Queríamos dar a última palavra sobre como e por que Fogo contra Fogo é digno de ser considerado um clássico moderno, no entanto, a um superfã. Blake Howard era um adolescente morando em Sydney, Austrália, quando viu Fogo contra Fogo pela primeira vez "numa fita VHS pirata pan-and-scan". Ele eventualmente começou um podcast chamado One Heat Minute, que dedicou um episódio a cada minuto do filme. (Divulgação completa: Howard me teve como convidado.) Para o final, o próprio Mann conversou com Howard no programa. "Ele teve dois comentários principais sobre o podcast em si", o apresentador lembra. "Um foi: 'Eu elogio suas obsessões'. E o outro foi que eu era completamente maluco pra caralho".

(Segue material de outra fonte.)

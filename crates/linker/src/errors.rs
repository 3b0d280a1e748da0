use bustlink_network_primitives::stream::CodecError;
use eyre::Report;
use libp2p::{PeerId, StreamProtocol};
use thiserror::Error as ThisError;

use crate::hashes::InvalidContentId;

#[derive(Debug, ThisError)]
#[non_exhaustive]
pub enum LinkError {
    #[error("failed to read link configuration: {0}")]
    Config(Report),
    #[error("giving up on {peer_id} after {attempts} failed connection attempts")]
    RetryExhausted { peer_id: PeerId, attempts: u64 },
    #[error("connection attempt {attempt} to {peer_id} failed: {reason}")]
    Dial {
        peer_id: PeerId,
        attempt: u64,
        reason: Report,
    },
    #[error("failed to register handler for {protocol}: {reason}")]
    Register {
        protocol: StreamProtocol,
        reason: Report,
    },
}

/// Why a single peer-list or hash-list exchange ended early.
#[derive(Debug, ThisError)]
#[non_exhaustive]
pub enum ExchangeError {
    #[error("failed to open stream: {0}")]
    Open(Report),
    #[error(transparent)]
    Codec(#[from] CodecError),
    #[error("malformed peer record: {0}")]
    MalformedRecord(#[from] serde_json::Error),
    #[error("malformed content identifier: {0}")]
    MalformedHash(#[from] InvalidContentId),
}

impl ExchangeError {
    /// Whether the remote sent something we could not parse.
    #[must_use]
    pub const fn is_malformed(&self) -> bool {
        matches!(
            self,
            Self::MalformedRecord(_)
                | Self::MalformedHash(_)
                | Self::Codec(CodecError::LineTooLong(_) | CodecError::SerDe(_))
        )
    }
}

Quando perguntamos a Howard por que ele achava que, 30 anos após seu lançamento, Fogo contra Fogo é agora reconhecido como um marco do cinema americano, ele falou sobre a direção, as performances, a qualidade da escrita e a forma como os filmes de gênero são vistos menos como arte de cupim e mais como simplesmente arte. Todos os suspeitos de sempre. Então ele lembrou como foi quando ele começou o podcast quase uma década atrás.

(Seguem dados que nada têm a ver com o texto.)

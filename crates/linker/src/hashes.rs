use core::fmt::{self, Display, Formatter};
use core::str::FromStr;
use std::collections::{BTreeSet, HashMap};

use libp2p::PeerId;
use parking_lot::RwLock;
use thiserror::Error as ThisError;

/// Longest identifier accepted from the wire.
pub const MAX_CONTENT_ID_LENGTH: usize = 256;

/// A content identifier as announced on the hash-list protocol.
///
/// Only the shape is checked: non-empty, printable and free of whitespace. The
/// pin store remains the authority on whether it names real content.
#[derive(Clone, Debug, Eq, Hash, Ord, PartialEq, PartialOrd)]
pub struct ContentId(String);

#[derive(Clone, Debug, Eq, PartialEq, ThisError)]
#[non_exhaustive]
pub enum InvalidContentId {
    #[error("content identifier is empty")]
    Empty,
    #[error("content identifier is longer than {MAX_CONTENT_ID_LENGTH} bytes")]
    TooLong,
    #[error("content identifier contains invalid character {0:?}")]
    InvalidChar(char),
}

impl ContentId {
    #[must_use]
    pub fn as_str(&self) -> &str {
        &self.0
    }
}

impl FromStr for ContentId {
    type Err = InvalidContentId;

    fn from_str(s: &str) -> Result<Self, Self::Err> {
        let s = s.trim_end_matches('\r');

        if s.is_empty() {
            return Err(InvalidContentId::Empty);
        }

        if s.len() > MAX_CONTENT_ID_LENGTH {
            return Err(InvalidContentId::TooLong);
        }

        if let Some(c) = s
            .chars()
            .find(|c| !(c.is_ascii_alphanumeric() || matches!(c, '/' | '-' | '_' | '.')))
        {
            return Err(InvalidContentId::InvalidChar(c));
        }

        Ok(Self(s.to_owned()))
    }
}

impl Display for ContentId {
    fn fmt(&self, f: &mut Formatter<'_>) -> fmt::Result {
        f.write_str(&self.0)
    }
}

impl AsRef<str> for ContentId {
    fn as_ref(&self) -> &str {
        &self.0
    }
}

/// Which peers announced which content identifiers.
///
/// Entries are never removed and a peer set only grows.
#[derive(Debug, Default)]
pub struct HashCache {
    entries: RwLock<HashMap<String, BTreeSet<PeerId>>>,
}

impl HashCache {
    #[must_use]
    pub fn new() -> Self {
        Self::default()
    }

    /// Records that `peer_id` announced `hash`. Returns whether the pair was new.
    pub fn add(&self, hash: &str, peer_id: PeerId) -> bool {
        let mut entries = self.entries.write();

        if let Some(peers) = entries.get_mut(hash) {
            return peers.insert(peer_id);
        }

        let _ = entries.insert(hash.to_owned(), BTreeSet::from([peer_id]));

        true
    }

    #[must_use]
    pub fn peers(&self, hash: &str) -> Option<BTreeSet<PeerId>> {
        self.entries.read().get(hash).cloned()
    }

    #[must_use]
    pub fn contains(&self, hash: &str) -> bool {
        self.entries.read().contains_key(hash)
    }

    #[must_use]
    pub fn len(&self) -> usize {
        self.entries.read().len()
    }

    #[must_use]
    pub fn is_empty(&self) -> bool {
        self.entries.read().is_empty()
    }
}

#[cfg(test)]
#[path = "tests/hashes.rs"]
mod tests;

"Eu [recebia] duas reações quando pedia para as pessoas participarem", Howard diz. "Uma era curiosidade. A outra era 'Hmm'. Mas o que ressoou no programa foi essa eletricidade das pessoas indo, 'Ah, eu amo esse filme'. Como se elas finalmente tivessem permissão para dizer em voz alta: 'Eu amo Fogo contra Fogo'. E acho que o que ficou evidente para mim fazendo o programa é que segundo por segundo, minuto por minuto, ao longo dos 166 minutos de duração pré-créditos — quanto mais você reassiste o filme, mais reassistível ele se torna de alguma forma. Acho que simplesmente tivemos tempo suficiente para apreciá-lo. Sabe, tempo é sorte, como Michael Mann diz. E tempo é sorte com Fogo contra Fogo".